We run another pediatric program aimed at reducing child mortality in Madarounfa. It comprises inpatient care for severe malnutrition, malaria and other diseases affecting children under five in the district hospital, and outpatient treatment for uncomplicated malnutrition in the surrounding health zones. From September, we improved active case finding of children with malnutrition by deploying community health workers to show mothers how to use MUAC tapes. Through this activity, 253 new cases were identified by the end of the year. MSF-supported community health workers also screened more than 29,800 people for malaria, over 80 percent of whom tested positive and received treatment.
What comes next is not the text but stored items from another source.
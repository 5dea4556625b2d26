//! CLI argument parsing using clap.
//!
//! Defines the command-line interface with all options and subcommands.

use std::path::PathBuf;

use clap::{Parser, Subcommand};

/// Retriable Call: send one HTTP request with scheduled retries
///
/// Sends a single request and retries it on transient failures
/// (connection errors, timeouts, 5xx, 408, 429) after fixed delays.
#[derive(Debug, Parser)]
#[command(name = "retriable-call")]
#[command(version, about, long_about = None)]
pub struct Cli {
    /// Subcommand to run
    #[command(subcommand)]
    pub command: Option<Command>,

    /// Target URL (required for send mode)
    #[arg(long, global = true)]
    pub url: Option<String>,

    /// HTTP method
    #[arg(long)]
    pub method: Option<String>,

    /// HTTP headers in 'Key=Value' or 'Key: Value' format (can be specified multiple times)
    #[arg(long = "header", value_name = "K=V")]
    pub headers: Vec<String>,

    /// Bearer token for Authorization header
    #[arg(long)]
    pub bearer: Option<String>,

    /// Request body
    #[arg(long, conflicts_with = "body_file")]
    pub body: Option<String>,

    /// Read the request body from a file
    #[arg(long = "body-file", value_name = "PATH")]
    pub body_file: Option<PathBuf>,

    /// Comma-separated delays in seconds before each retry
    #[arg(
        long = "retry-intervals",
        value_name = "SECS",
        value_delimiter = ',',
        conflicts_with = "no_retry"
    )]
    pub retry_intervals: Option<Vec<u64>>,

    /// Send once without retrying
    #[arg(long = "no-retry")]
    pub no_retry: bool,

    /// Per-attempt timeout in seconds
    #[arg(long)]
    pub timeout: Option<u64>,

    /// Path to configuration file
    #[arg(long, short)]
    pub config: Option<PathBuf>,

    /// Enable verbose logging
    #[arg(long, short)]
    pub verbose: bool,
}

/// Subcommands for retriable-call
#[derive(Debug, Subcommand)]
pub enum Command {
    /// Generate a default configuration file
    Init {
        /// Output path for the configuration file
        #[arg(long, short, default_value = "retriable-call.toml")]
        output: PathBuf,
    },
}

impl Cli {
    /// Parses CLI arguments from the command line.
    #[must_use]
    pub fn parse_args() -> Self {
        Self::parse()
    }

    /// Parses CLI arguments from an iterator (useful for testing).
    pub fn parse_from_iter<I, T>(iter: I) -> Self
    where
        I: IntoIterator<Item = T>,
        T: Into<std::ffi::OsString> + Clone,
    {
        Self::parse_from(iter)
    }

    /// Parses CLI arguments from an iterator, returning clap's error instead
    /// of exiting.
    ///
    /// # Errors
    ///
    /// Returns the clap error for unknown flags, bad values or conflicts.
    pub fn try_parse_from_iter<I, T>(iter: I) -> Result<Self, clap::Error>
    where
        I: IntoIterator<Item = T>,
        T: Into<std::ffi::OsString> + Clone,
    {
        Self::try_parse_from(iter)
    }

    /// Returns true if this is the init command.
    #[must_use]
    pub const fn is_init(&self) -> bool {
        matches!(self.command, Some(Command::Init { .. }))
    }
}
Due to its proximity to the border, the project receives many patients from Nigeria—they account for up to 30 percent of malnutrition cases. In early 2018, we started actively searching on both sides of the border for children who had abandoned nutrition treatment prematurely.
We have been running the inpatient therapeutic feeding center and pediatric and neonatal units in Madaoua district hospital since 2006. In May 2018, we started supporting outpatient feeding centers and pediatric services in Madaoua and Sabon-Guida health centers. To reduce maternal mortality, we also had teams working in the maternity ward in Madaoua, and on a sexual and reproductive health care program in Sabon-Guida.
The results of a nutritional and retrospective mortality study we conducted indicated that the situation had stabilized in Madaoua and Sabon-Guida. Based on this and the Ministry of Health’s increased capacity, in December we announced our gradual withdrawal from both locations.
Migrants, refugees, and host communities
Niger is a major transit country for migrants, asylum seekers, and refugees, including people expelled from Algeria, returned from Libya, or traveling north towards Europe. These people often face abuse and exclusion.
In 2018, we offered medical care in Niamey and in the region of Agadez, both of which are at the crossroads of migration routes. Our team in Niamey carried out over 5,000 consultations in fixed and mobile clinics. Across Agadez – in Tabelot, Séguédine, Anaye, and Dirkou—we supported primary, reproductive, and emergency health care and referrals for migrants and local communities. In Arlit health center, we provided mental health care and organized referrals to Arlit hospital.
In the border village of Assamaka, we provided 1,960 people expelled from Algeria with medical and mental health consultations and distributed relief kits.
In Tillabéri, we reopened inactive primary health centers and ran mobile clinics for local communities and people displaced by inter-ethnic tensions and conflicts in neighboring Mali and Burkina Faso. We distributed relief kits to 225 families and offered essential medical assistance such as vaccinations, malnutrition screening, and reproductive health care services.